-- Source material follows --

use anyhow::{Context, Result};
use std::sync::Arc;
use tracing_subscriber::EnvFilter;

use api::config::AppConfig;
use api::{build_router, AppState};
use store::DocumentStore;
use suggest::HeuristicSuggester;

#[tokio::main]
async fn main() -> Result<()> {
    let config = AppConfig::from_env();
    init_tracing(&config);

    let vocabulary = store::load_vocabulary(&config.vocab_path)
        .context("Failed to load vocabulary")?;

    let store = DocumentStore::open(
        &config.annotations_dir,
        vocabulary,
        config.annotation_defaults(),
    )
    .context("Failed to open annotations directory")?;

    let suggester = HeuristicSuggester::builtin().context("Failed to build suggester")?;

    let state = Arc::new(AppState::new(
        store,
        Arc::new(suggester),
        config.raw_dir.clone(),
    ));

    let app = build_router(state.clone());

    let listener = tokio::net::TcpListener::bind(&config.bind_addr)
        .await
        .context(format!("Failed to bind {}", config.bind_addr))?;

    tracing::info!(
        env = %config.env,
        annotator = %config.annotator,
        annotations_dir = %config.annotations_dir.display(),
        "Server listening on http://{}",
        config.bind_addr
    );

    axum::serve(listener, app)
        .with_graceful_shutdown(shutdown_signal())
        .await
        .context("Server error")?;

    // Flush everything that is loaded before exiting.
    let saved = state.store.save_all().context("Failed to save documents on shutdown")?;
    tracing::info!(count = saved, "Shutdown complete");
    Ok(())
}

fn init_tracing(config: &AppConfig) {
    let filter = EnvFilter::try_from_default_env()
        .unwrap_or_else(|_| EnvFilter::new("info,tower_http=info"));

    if config.is_production() {
        tracing_subscriber::fmt().with_env_filter(filter).json().init();
    } else {
        tracing_subscriber::fmt().with_env_filter(filter).compact().init();
    }
}

async fn shutdown_signal() {
    let ctrl_c = async {
        if let Err(e) = tokio::signal::ctrl_c().await {
            tracing::warn!(error = %e, "Failed to listen for Ctrl-C");
            std::future::pending::<()>().await;
        }
    };

    #[cfg(unix)]
    let terminate = async {
        match tokio::signal::unix::signal(tokio::signal::unix::SignalKind::terminate()) {
            Ok(mut signal) => {
                signal.recv().await;
            }
            Err(e) => {
                tracing::warn!(error = %e, "Failed to listen for SIGTERM");
                std::future::pending::<()>().await;
            }
        }
    };

    #[cfg(not(unix))]
    let terminate = std::future::pending::<()>();

    tokio::select! {
        _ = ctrl_c => {},
        _ = terminate => {},
    }

    tracing::info!("Shutdown signal received");
}
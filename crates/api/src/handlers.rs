use axum::{
    extract::{FromRequest, FromRequestParts, Path, State},
    http::{header, StatusCode},
    response::IntoResponse,
    Json,
};
use schema::{Document, DocumentSummary, Entity, Relation, Vocabulary};
use serde::{Deserialize, Serialize};
use store::{NewDocument, NewEntity, NewRelation, StoreStats};
use suggest::Suggestion;

use crate::error::ApiError;
use crate::export;
use crate::metrics::{MetricsSnapshot, TimedOperation};
use crate::SharedState;

type ApiResult<T> = Result<T, ApiError>;

/// `Json` body extractor whose failures use the `{code, message}` error body.
#[derive(FromRequest)]
#[from_request(via(axum::Json), rejection(ApiError))]
pub struct ApiJson<T>(pub T);

/// `Query` extractor whose failures use the `{code, message}` error body.
#[derive(FromRequestParts)]
#[from_request(via(axum::extract::Query), rejection(ApiError))]
pub struct ApiQuery<T>(pub T);

#[derive(Serialize)]
pub struct HealthResponse {
    status: &'static str,
}

#[derive(Serialize)]
pub struct StatsResponse {
    store: StoreStats,
    metrics: MetricsSnapshot,
}

#[derive(Serialize)]
pub struct DeleteResponse {
    deleted: usize,
}

#[derive(Deserialize)]
pub struct StatusUpdate {
    status: String,
}

#[derive(Serialize)]
pub struct ImportResponse {
    status: &'static str,
    document_id: String,
}

#[derive(Serialize)]
pub struct SaveAllResponse {
    status: &'static str,
    count: usize,
}

#[derive(Deserialize)]
pub struct SuggestQuery {
    doc_id: String,
}

#[derive(Serialize)]
pub struct SuggestResponse {
    document_id: String,
    suggestions: Vec<Suggestion>,
}

pub async fn health() -> Json<HealthResponse> {
    Json(HealthResponse { status: "ok" })
}

pub async fn stats(State(state): State<SharedState>) -> Json<StatsResponse> {
    Json(StatsResponse {
        store: state.store.stats(),
        metrics: state.metrics.snapshot(),
    })
}

pub async fn vocabulary(State(state): State<SharedState>) -> Json<Vocabulary> {
    Json(state.store.vocabulary().clone())
}

pub async fn bootstrap(State(state): State<SharedState>) -> ApiResult<Json<Vec<Document>>> {
    let timer = TimedOperation::start();
    let sources = ingest::ingest_directory(&state.raw_dir).await?;
    let docs = state.store.bootstrap(&sources)?;
    state.metrics.record_bootstrap(timer.elapsed(), docs.len());
    Ok(Json(docs))
}

pub async fn list_documents(State(state): State<SharedState>) -> Json<Vec<DocumentSummary>> {
    Json(state.store.list_documents())
}

pub async fn create_document(
    State(state): State<SharedState>,
    ApiJson(req): ApiJson<NewDocument>,
) -> ApiResult<(StatusCode, Json<Document>)> {
    let doc = state.metrics.track(state.store.create_document(req))?;
    Ok((StatusCode::CREATED, Json(doc)))
}

pub async fn get_document(
    State(state): State<SharedState>,
    Path(id): Path<String>,
) -> ApiResult<Json<Document>> {
    Ok(Json(state.store.get_document(&id)?))
}

pub async fn add_entity(
    State(state): State<SharedState>,
    Path(id): Path<String>,
    ApiJson(req): ApiJson<NewEntity>,
) -> ApiResult<(StatusCode, Json<Entity>)> {
    let entity = state.metrics.track(state.store.add_entity(&id, req))?;
    Ok((StatusCode::CREATED, Json(entity)))
}

pub async fn delete_entity(
    State(state): State<SharedState>,
    Path((id, entity_id)): Path<(String, String)>,
) -> ApiResult<Json<DeleteResponse>> {
    let deleted = state.metrics.track(state.store.delete_entity(&id, &entity_id))?;
    Ok(Json(DeleteResponse { deleted }))
}

pub async fn add_relation(
    State(state): State<SharedState>,
    Path(id): Path<String>,
    ApiJson(req): ApiJson<NewRelation>,
) -> ApiResult<(StatusCode, Json<Relation>)> {
    let relation = state.metrics.track(state.store.add_relation(&id, req))?;
    Ok((StatusCode::CREATED, Json(relation)))
}

pub async fn delete_relation(
    State(state): State<SharedState>,
    Path((id, relation_id)): Path<(String, String)>,
) -> ApiResult<Json<DeleteResponse>> {
    let deleted = state
        .metrics
        .track(state.store.delete_relation(&id, &relation_id))?;
    Ok(Json(DeleteResponse { deleted }))
}

pub async fn set_status(
    State(state): State<SharedState>,
    Path(id): Path<String>,
    ApiJson(req): ApiJson<StatusUpdate>,
) -> ApiResult<Json<Document>> {
    let doc = state.metrics.track(state.store.set_status(&id, &req.status))?;
    Ok(Json(doc))
}

pub async fn export_document(
    State(state): State<SharedState>,
    Path(id): Path<String>,
) -> ApiResult<Json<serde_json::Value>> {
    Ok(Json(state.store.export(&id)?))
}

pub async fn export_all(State(state): State<SharedState>) -> Json<Vec<Document>> {
    Json(state.store.all_documents())
}

pub async fn export_entities_csv(
    State(state): State<SharedState>,
) -> ApiResult<impl IntoResponse> {
    let csv = export::entities_csv(&state.store.all_documents())?;
    Ok(([(header::CONTENT_TYPE, "text/csv")], csv))
}

pub async fn export_relations_csv(
    State(state): State<SharedState>,
) -> ApiResult<impl IntoResponse> {
    let csv = export::relations_csv(&state.store.all_documents())?;
    Ok(([(header::CONTENT_TYPE, "text/csv")], csv))
}

pub async fn import_document(
    State(state): State<SharedState>,
    ApiJson(body): ApiJson<serde_json::Value>,
) -> ApiResult<Json<ImportResponse>> {
    let doc = state.metrics.track(state.store.import_document(body))?;
    Ok(Json(ImportResponse {
        status: "imported",
        document_id: doc.id,
    }))
}

pub async fn save_all(State(state): State<SharedState>) -> ApiResult<Json<SaveAllResponse>> {
    let count = state.store.save_all()?;
    Ok(Json(SaveAllResponse {
        status: "saved",
        count,
    }))
}

pub async fn suggest_entities(
    State(state): State<SharedState>,
    ApiQuery(query): ApiQuery<SuggestQuery>,
) -> ApiResult<Json<SuggestResponse>> {
    let timer = TimedOperation::start();
    let doc = state.store.get_document(&query.doc_id)?;
    let suggestions = suggest::suggest_entities(state.suggester.as_ref(), &doc);

    state.metrics.record_suggest(timer.elapsed(), suggestions.len());
    tracing::info!(doc_id = %doc.id, count = suggestions.len(), "Served entity suggestions");

    Ok(Json(SuggestResponse {
        document_id: doc.id,
        suggestions,
    }))
}
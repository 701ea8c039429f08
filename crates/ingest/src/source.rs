use serde::{Deserialize, Serialize};

/// Lines that belong to the worked examples in a raw abstract, not to the text.
const EXAMPLE_LINE_PREFIXES: [&str; 3] = ["Entities", "Relations", "Use Case"];

/// Minimum distance between the outermost quotes for the quoted region to be
/// taken as the abstract body.
const MIN_QUOTED_LEN: usize = 20;

/// One raw text file offered to bootstrap.
#[derive(Debug, Clone, PartialEq, Eq, Serialize, Deserialize)]
pub struct RawSource {
    /// File stem the document id is derived from.
    pub name: String,
    pub content: String,
}

impl RawSource {
    pub fn new(name: impl Into<String>, content: impl Into<String>) -> Self {
        Self {
            name: name.into(),
            content: content.into(),
        }
    }

    pub fn document_id(&self) -> String {
        derive_document_id(&self.name)
    }

    pub fn core_text(&self) -> String {
        extract_core_text(&self.content)
    }
}

/// Turn a file stem into a document id: characters outside `[A-Za-z0-9._-]`
/// become `_`, and leading dots are replaced so the id never names a hidden file.
pub fn derive_document_id(name: &str) -> String {
    let mut id: String = name
        .trim()
        .chars()
        .map(|c| {
            if c.is_ascii_alphanumeric() || matches!(c, '.' | '_' | '-') {
                c
            } else {
                '_'
            }
        })
        .collect();

    if id.starts_with('.') {
        id = id.replacen('.', "_", 1);
    }
    if id.is_empty() {
        id = "_".to_string();
    }
    id.chars().take(128).collect()
}

/// Pull the annotatable abstract out of a raw file.
///
/// Raw files often wrap the abstract in double quotes and follow it with
/// example annotations. A long enough quoted region wins; otherwise the
/// example lines are dropped.
pub fn extract_core_text(raw: &str) -> String {
    if raw.matches('"').count() >= 2 {
        if let (Some(first), Some(last)) = (raw.find('"'), raw.rfind('"')) {
            if raw[first..last].chars().count() > MIN_QUOTED_LEN {
                return raw[first + 1..last].trim().to_string();
            }
        }
    }

    raw.lines()
        .filter(|line| {
            !EXAMPLE_LINE_PREFIXES
                .iter()
                .any(|prefix| line.starts_with(prefix))
        })
        .collect::<Vec<_>>()
        .join("\n")
        .trim()
        .to_string()
}

#[cfg(test)]
mod tests {
    use super::*;

    #[test]
    fn test_quoted_abstract_is_extracted() {
        let raw = "Use Case 1\n\"  Hypertension is treated with amlodipine in adults.  \"\nEntities: Hypertension (Disease)";

        assert_eq!(
            extract_core_text(raw),
            "Hypertension is treated with amlodipine in adults."
        );
    }

    #[test]
    fn test_short_quotes_fall_back_to_line_filter() {
        let raw = "Use Case 2\nPatient said \"ok\" after dosing.\nEntities: none\nRelations: none\n";

        assert_eq!(extract_core_text(raw), "Patient said \"ok\" after dosing.");
    }

    #[test]
    fn test_plain_text_is_trimmed() {
        assert_eq!(
            extract_core_text("\n  Asthma managed with budesonide.\n\n"),
            "Asthma managed with budesonide."
        );
    }

    #[test]
    fn test_document_id_from_file_stem() {
        assert_eq!(derive_document_id("abstract_01"), "abstract_01");
        assert_eq!(derive_document_id("case 7 (final)"), "case_7__final_");
        assert_eq!(derive_document_id(".hidden"), "_hidden");
        assert_eq!(derive_document_id("café"), "caf_");

        let source = RawSource::new("case 1", "text");
        assert_eq!(source.document_id(), "case_1");
        assert!(schema::is_valid_document_id(&source.document_id()));
    }
}
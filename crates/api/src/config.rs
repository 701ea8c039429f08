use serde::{Deserialize, Serialize};
use std::path::PathBuf;
use store::AnnotationDefaults;

/// Process configuration, resolved once at startup from `APP_*` variables.
#[derive(Debug, Clone, Serialize, Deserialize)]
pub struct AppConfig {
    /// Annotator recorded when a request does not name one (`APP_ANNOTATOR`).
    pub annotator: String,
    /// Deployment label (`APP_ENV`); `prod`/`production` switch logs to JSON.
    pub env: String,
    pub bind_addr: String,
    pub annotations_dir: PathBuf,
    pub raw_dir: PathBuf,
    pub vocab_path: PathBuf,
}

impl Default for AppConfig {
    fn default() -> Self {
        Self {
            annotator: "anon".to_string(),
            env: "dev".to_string(),
            bind_addr: "0.0.0.0:8000".to_string(),
            annotations_dir: PathBuf::from("data/annotations"),
            raw_dir: PathBuf::from("data/raw"),
            vocab_path: PathBuf::from("data/vocab.json"),
        }
    }
}

impl AppConfig {
    pub fn from_env() -> Self {
        Self::from_lookup(|key| std::env::var(key).ok())
    }

    /// Build from an arbitrary variable source; blank values count as unset.
    pub fn from_lookup(lookup: impl Fn(&str) -> Option<String>) -> Self {
        let get = |key: &str| lookup(key).filter(|v| !v.trim().is_empty());
        let defaults = Self::default();

        Self {
            annotator: get("APP_ANNOTATOR").unwrap_or(defaults.annotator),
            env: get("APP_ENV").unwrap_or(defaults.env),
            bind_addr: get("APP_BIND").unwrap_or(defaults.bind_addr),
            annotations_dir: get("APP_ANNOTATIONS_DIR")
                .map(PathBuf::from)
                .unwrap_or(defaults.annotations_dir),
            raw_dir: get("APP_RAW_DIR")
                .map(PathBuf::from)
                .unwrap_or(defaults.raw_dir),
            vocab_path: get("APP_VOCAB_PATH")
                .map(PathBuf::from)
                .unwrap_or(defaults.vocab_path),
        }
    }

    pub fn is_production(&self) -> bool {
        matches!(self.env.as_str(), "prod" | "production")
    }

    pub fn annotation_defaults(&self) -> AnnotationDefaults {
        AnnotationDefaults {
            annotator: self.annotator.clone(),
        }
    }
}

#[cfg(test)]
mod tests {
    use super::*;
    use std::collections::HashMap;

    #[test]
    fn test_defaults_when_unset() {
        let config = AppConfig::from_lookup(|_| None);

        assert_eq!(config.annotator, "anon");
        assert_eq!(config.env, "dev");
        assert!(!config.is_production());
        assert_eq!(config.vocab_path, PathBuf::from("data/vocab.json"));
    }

    #[test]
    fn test_overrides_from_variables() {
        let vars: HashMap<&str, &str> = HashMap::from([
            ("APP_ANNOTATOR", "dr_lee"),
            ("APP_ENV", "prod"),
            ("APP_RAW_DIR", "/srv/raw"),
            ("APP_BIND", "   "),
        ]);
        let config = AppConfig::from_lookup(|key| vars.get(key).map(|v| v.to_string()));

        assert_eq!(config.annotation_defaults().annotator, "dr_lee");
        assert!(config.is_production());
        assert_eq!(config.raw_dir, PathBuf::from("/srv/raw"));
        assert_eq!(config.bind_addr, "0.0.0.0:8000");
    }
}
use axum::{
    extract::rejection::{JsonRejection, QueryRejection},
    http::StatusCode,
    response::{IntoResponse, Response},
    Json,
};
use serde::{Deserialize, Serialize};
use std::fmt;
use store::{ErrorKind, StoreError};

/// Error body returned to clients.
#[derive(Debug, Serialize, Deserialize)]
pub struct ErrorResponse {
    pub code: String,
    pub message: String,
}

#[derive(Debug)]
pub enum ApiError {
    Store(StoreError),
    /// The request could not be extracted (bad JSON, missing fields, bad query).
    Rejected { status: StatusCode, message: String },
    Internal(anyhow::Error),
}

impl ApiError {
    pub fn code(&self) -> &'static str {
        match self {
            Self::Store(err) => match err.kind() {
                ErrorKind::NotFound => "NOT_FOUND",
                ErrorKind::Validation => "VALIDATION_ERROR",
                ErrorKind::Conflict => "CONFLICT",
                ErrorKind::Internal => "INTERNAL_ERROR",
            },
            Self::Rejected { .. } => "INVALID_REQUEST",
            Self::Internal(_) => "INTERNAL_ERROR",
        }
    }

    pub fn status_code(&self) -> StatusCode {
        match self {
            Self::Store(err) => match err.kind() {
                ErrorKind::NotFound => StatusCode::NOT_FOUND,
                ErrorKind::Validation => StatusCode::UNPROCESSABLE_ENTITY,
                ErrorKind::Conflict => StatusCode::CONFLICT,
                ErrorKind::Internal => StatusCode::INTERNAL_SERVER_ERROR,
            },
            Self::Rejected { status, .. } => *status,
            Self::Internal(_) => StatusCode::INTERNAL_SERVER_ERROR,
        }
    }

    pub fn to_response(&self) -> ErrorResponse {
        ErrorResponse {
            code: self.code().to_string(),
            message: self.to_string(),
        }
    }
}

impl fmt::Display for ApiError {
    fn fmt(&self, f: &mut fmt::Formatter<'_>) -> fmt::Result {
        match self {
            Self::Store(err) => write!(f, "{}", err),
            Self::Rejected { message, .. } => write!(f, "{}", message),
            Self::Internal(err) => write!(f, "Internal error: {:#}", err),
        }
    }
}

impl std::error::Error for ApiError {}

impl From<StoreError> for ApiError {
    fn from(err: StoreError) -> Self {
        Self::Store(err)
    }
}

impl From<JsonRejection> for ApiError {
    fn from(rejection: JsonRejection) -> Self {
        Self::Rejected {
            status: rejection.status(),
            message: rejection.body_text(),
        }
    }
}

impl From<QueryRejection> for ApiError {
    fn from(rejection: QueryRejection) -> Self {
        Self::Rejected {
            status: rejection.status(),
            message: rejection.body_text(),
        }
    }
}

impl From<anyhow::Error> for ApiError {
    fn from(err: anyhow::Error) -> Self {
        Self::Internal(err)
    }
}

impl IntoResponse for ApiError {
    fn into_response(self) -> Response {
        let status = self.status_code();
        if status.is_server_error() {
            tracing::error!(error = %self, "Request failed");
        }
        (status, Json(self.to_response())).into_response()
    }
}

#[cfg(test)]
mod tests {
    use super::*;

    #[test]
    fn test_status_codes() {
        assert_eq!(
            ApiError::from(StoreError::DocumentNotFound("d1".to_string())).status_code(),
            StatusCode::NOT_FOUND
        );
        assert_eq!(
            ApiError::from(StoreError::Validation("bad".to_string())).status_code(),
            StatusCode::UNPROCESSABLE_ENTITY
        );
        assert_eq!(
            ApiError::from(StoreError::Conflict("d1".to_string())).status_code(),
            StatusCode::CONFLICT
        );
        assert_eq!(
            ApiError::from(anyhow::anyhow!("disk full")).status_code(),
            StatusCode::INTERNAL_SERVER_ERROR
        );
    }

    #[test]
    fn test_error_response_body() {
        let response =
            ApiError::from(StoreError::DocumentNotFound("abc".to_string())).to_response();

        assert_eq!(response.code, "NOT_FOUND");
        assert!(response.message.contains("abc"));
    }
}
//! Console logging for the pipeline.
//!
//! Library code only emits `tracing` events. Binaries call [`init`] once at
//! startup to print them; `RUST_LOG` overrides the filter given here.

use anyhow::{Context as _, Result};
use tracing_subscriber::{EnvFilter, fmt, layer::SubscriberExt as _, util::SubscriberInitExt as _};

/// Installs the global subscriber, writing to stderr.
///
/// `default_filter` applies when `RUST_LOG` is unset, e.g. `"info"` or
/// `"rusty_sheet_pipeline=debug"`.
///
/// # Errors
///
/// Returns error if the filter is invalid or a subscriber is already installed
pub fn init(default_filter: &str) -> Result<()> {
    let env_filter = EnvFilter::try_from_default_env()
        .or_else(|_| EnvFilter::try_new(default_filter))
        .context("Failed to create env filter")?;

    let stderr_layer = fmt::layer()
        .with_target(true)
        .with_line_number(true)
        .with_writer(std::io::stderr);

    tracing_subscriber::registry()
        .with(env_filter)
        .with(stderr_layer)
        .try_init()
        .context("Failed to initialize tracing subscriber")?;

    Ok(())
}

-- Source material concluded --

» **Exercise aim**:
I'd like the lines above from the one with "doc = state.metrics.track(state.store.import_document(body))?;" up to and including the one with "let count = state.store.save_all()?;" copied exactly, with no other lines.

» **Reply**:
    let doc = state.metrics.track(state.store.import_document(body))?;
    Ok(Json(ImportResponse {
        status: "imported",
        document_id: doc.id,
    }))
}

pub async fn save_all(State(state): State<SharedState>) -> ApiResult<Json<SaveAllResponse>> {
    let count = state.store.save_all()?;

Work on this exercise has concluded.